1. NEO—China’s Ethereum—is building a smart economy on blockchain

Dubbed the Ethereum of China, NEO has one of China’s most successful cryptocurrencies and is also China’s first open source blockchain. Much like Ethereum, NEO uses a general purpose blockchain and runs smart contracts on it.

NEO has been developing actual products based on the blockchain. The company is betting on what they call the “Smart Economy” which involves creating standards for digital assets, smart contracts, and blockchain-based digital identity systems.

2. Qtum says the trend is building a new business model on top of blockchain

In China, building a new business model based on blockchain has become a trend.

Qtum (pronounced Quantum) is now becoming a toolset and a platform for companies to build their business on top of blockchain. The Shanghai-based blockchain company has their own cryptocurrency called Qtum, which now ranks in the top 20 on CryptoCurrencies Market Capitalization index and provides a blockchain application platform to execute “smart contracts” with a proof-of-stake consensus mechanism.
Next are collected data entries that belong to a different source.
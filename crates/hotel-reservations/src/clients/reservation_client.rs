//! # Reservation Client
//!
//! Provides a high‑level API for interacting with the `Reservation` actor.
//! Orchestration (customer and hotel checks, room changes) happens inside the actor's
//! hooks; the client only sends requests.
use crate::model::{Reservation, ReservationCreate};
use crate::reservation_actor::{ReservationAction, ReservationActionResult, ReservationError};
use async_trait::async_trait;
use store_actor::{ActorClient, FrameworkError, ResourceClient};
use tracing::{debug, info, instrument};

/// Client for interacting with the Reservation actor.
#[derive(Clone)]
pub struct ReservationClient {
    inner: ResourceClient<Reservation>,
}

impl ReservationClient {
    pub fn new(inner: ResourceClient<Reservation>) -> Self {
        Self { inner }
    }

    /// Creates an active reservation, taking one room of its hotel.
    #[instrument(skip(self))]
    pub async fn create_reservation(
        &self,
        params: ReservationCreate,
    ) -> Result<Reservation, ReservationError> {
        debug!("create_reservation called");
        info!("Sending create_reservation to actor");
        self.inner.create(params).await.map_err(ReservationError::from)
    }

    /// Cancels an active reservation and gives its room back.
    ///
    /// Returns the canceled reservation.
    #[instrument(skip(self))]
    pub async fn cancel_reservation(&self, id: String) -> Result<Reservation, ReservationError> {
        debug!("Sending request");
        match self.inner.perform_action(id, ReservationAction::Cancel).await {
            Ok(ReservationActionResult::Canceled(reservation)) => Ok(reservation),
            Err(e) => Err(ReservationError::from(e)),
        }
    }
}

#[async_trait]
impl ActorClient<Reservation> for ReservationClient {
    type Error = ReservationError;

    fn inner(&self) -> &ResourceClient<Reservation> {
        &self.inner
    }

    fn map_error(e: FrameworkError) -> Self::Error {
        ReservationError::from(e)
    }
}
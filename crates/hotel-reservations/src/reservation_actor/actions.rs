//! Lifecycle actions for the Reservation actor.

use crate::model::Reservation;

/// Custom actions for Reservation entities.
#[derive(Debug, Clone, Copy, PartialEq, Eq)]
pub enum ReservationAction {
    /// Moves an active reservation to canceled and gives its room back.
    Cancel,
}

/// Results from ReservationActions - variants match 1:1 with ReservationAction
#[derive(Debug, Clone, PartialEq, Eq)]
pub enum ReservationActionResult {
    /// The reservation as saved after cancellation.
    Canceled(Reservation),
}

/// Reservations are never updated in place; this type has no values.
#[derive(Debug, Clone, Copy, PartialEq, Eq)]
pub enum ReservationUpdate {}
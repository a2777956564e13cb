//! Typed clients for the three actors.
//!
//! Each wraps a [`ResourceClient`](store_actor::ResourceClient), exposes the store's write
//! operations with its own error type, and inherits `get`/`list` from [`ActorClient`].

pub mod customer_client;
pub mod hotel_client;
pub mod reservation_client;

pub use customer_client::CustomerClient;
pub use hotel_client::HotelClient;
pub use reservation_client::ReservationClient;
pub use store_actor::ActorClient;
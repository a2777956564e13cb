//! # Store Actor
//!
//! Building blocks for persisted, single-writer resource collections. Each collection
//! (customers, hotels, reservations, …) is owned by one [`ResourceActor`] running in its own
//! Tokio task. Callers talk to it through a cloneable [`ResourceClient`]; the actor handles
//! requests one at a time and writes the whole collection through a [`CollectionStore`]
//! before any change becomes visible.
//!
//! ## Why one actor per collection?
//!
//! A persisted collection is a read-modify-write resource: load the records, change one,
//! save them all. Two concurrent writers on the same file lose each other's updates. With a
//! single actor owning the collection, every request is a complete transaction and no lock
//! is needed:
//!
//! - **Isolation**: each collection has its own actor and its own in-memory state.
//! - **Coordination**: when collections need to interact (a reservation taking a hotel
//!   room), the dependent actor calls the other one through its client.
//! - **Durability**: a write is acknowledged only after the adapter accepted the new
//!   collection contents.
//!
//! **Further Reading**:
//! - [Actors with Tokio](https://ryhl.io/blog/actors-with-tokio/)
//!
//! ## Architecture Overview
//!
//! 1. **Entity Layer** ([`ActorEntity`]) - domain records and their hooks
//! 2. **Runtime Layer** ([`ResourceActor`]) - message processing and persistence
//! 3. **Interface Layer** ([`ResourceClient`], [`ActorClient`]) - typed requests
//! 4. **Storage Layer** ([`CollectionStore`]) - JSON files ([`JsonFileStore`]) or memory
//!    ([`MemoryStore`])
//!
//! ## Defining an entity
//!
//! ```rust,ignore
//! #[derive(Clone, Debug, Serialize, Deserialize)]
//! struct Customer {
//!     customer_id: String,
//!     name: String,
//! }
//!
//! #[async_trait]
//! impl ActorEntity for Customer {
//!     type Id = String;
//!     type Create = CustomerCreate;
//!     type Update = CustomerUpdate;
//!     type Action = ();
//!     type ActionResult = ();
//!     type Context = ();
//!     type Error = CustomerError;
//!
//!     const COLLECTION: &'static str = "customers";
//!
//!     fn id(&self) -> &String {
//!         &self.customer_id
//!     }
//!
//!     fn from_create_params(params: CustomerCreate) -> Result<Self, CustomerError> {
//!         Ok(Self { customer_id: params.customer_id, name: params.name })
//!     }
//!
//!     async fn on_update(&mut self, update: CustomerUpdate, _: &()) -> Result<(), CustomerError> {
//!         self.name = update.name;
//!         Ok(())
//!     }
//!
//!     async fn handle_action(&mut self, _: (), _: &()) -> Result<(), CustomerError> {
//!         Ok(())
//!     }
//! }
//!
//! let storage: Arc<dyn CollectionStore> = Arc::new(JsonFileStore::new("data"));
//! let (actor, client) = ResourceActor::<Customer>::new(32, storage);
//! tokio::spawn(actor.run(()));
//! let alice = client.create(CustomerCreate { customer_id: "C1".into(), name: "Alice".into() }).await?;
//! ```
//!
//! ## Context Injection Pattern
//!
//! Dependencies are injected at **runtime** via `run(context)`, not at construction time.
//! The reservation actor is started with `(CustomerClient, HotelClient)` as its context, so
//! its `on_create` hook can check the customer and take a hotel room.
//!
//! ## Testing
//!
//! [`mock::MockClient`] answers requests from a queue of expectations, so code that depends
//! on another actor can be tested without spawning it. [`MemoryStore`] replaces the file
//! adapter in tests and can be pre-seeded with records.

pub mod actor;
pub mod client;
pub mod client_trait;
pub mod entity;
pub mod error;
pub mod message;
pub mod mock;
pub mod storage;
pub mod tracing;

// Re-export core types for convenience
pub use actor::ResourceActor;
pub use client::ResourceClient;
pub use client_trait::ActorClient;
pub use entity::ActorEntity;
pub use error::FrameworkError;
pub use message::{ResourceRequest, Response};
pub use storage::{CollectionStore, JsonFileStore, MemoryStore, Record, StorageError};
3. Crypto startup Zeus Exchange uses Chinese tech to transform shares via blockchain

It will soon be possible to buy shares anonymously and securely anywhere in the world via cryptocurrency. And for smaller investors, shares of shares will be available, all for almost no transaction fees.

Russian startup Zeus Exchange, has registered in Singapore and become licensed in Cyprus to trade shares using the smart asset blockchain—the world’s first—developed by Singapore-based foundation, NEM. The not-for-profit foundation is developing its systems in China. The framework that Zeus Exchange will use could be particularly successful in China due to it allowing access to exchanges all around the world via Cyprus. Plus anonymously, and at small scale.

4. Blockchain is shaking up O2O in China and turning cryptocurrency into Pokémon Go

VeChain, a blockchain firm with offices in Shanghai, Singapore, and Paris, sees the technology as a “trust machine.” It assigns each item with a unique ID which is registered to VeChain’s blockchain allowing it to be authenticated and traced to its origin—an important task considering how many fake products there are on the Chinese market.

Beijing-based LoMoStar is building an O2O ecosystem by putting cryptocurrency in red envelopes, also known as “hongbao.” The company’s LoMoCoin (LMC) token can be exchanged for real value (either fiat money, bitcoin, or other cryptocurrencies) and it enables marketing and advertising in the LoMoStar ecosystem, according to its CEO, Xiong Lijian. It’s like the Pokémon Go app but with cryptocurrency gift cards.

5. Central bank says all ICOs illegal

The People’s Bank of China has said that initial coin offerings (ICOs) and any related fundraising activities are illegal. The regulator said in its notice that all activity must stop. The bank has conducted investigations into the practice and found it to disturb financial order.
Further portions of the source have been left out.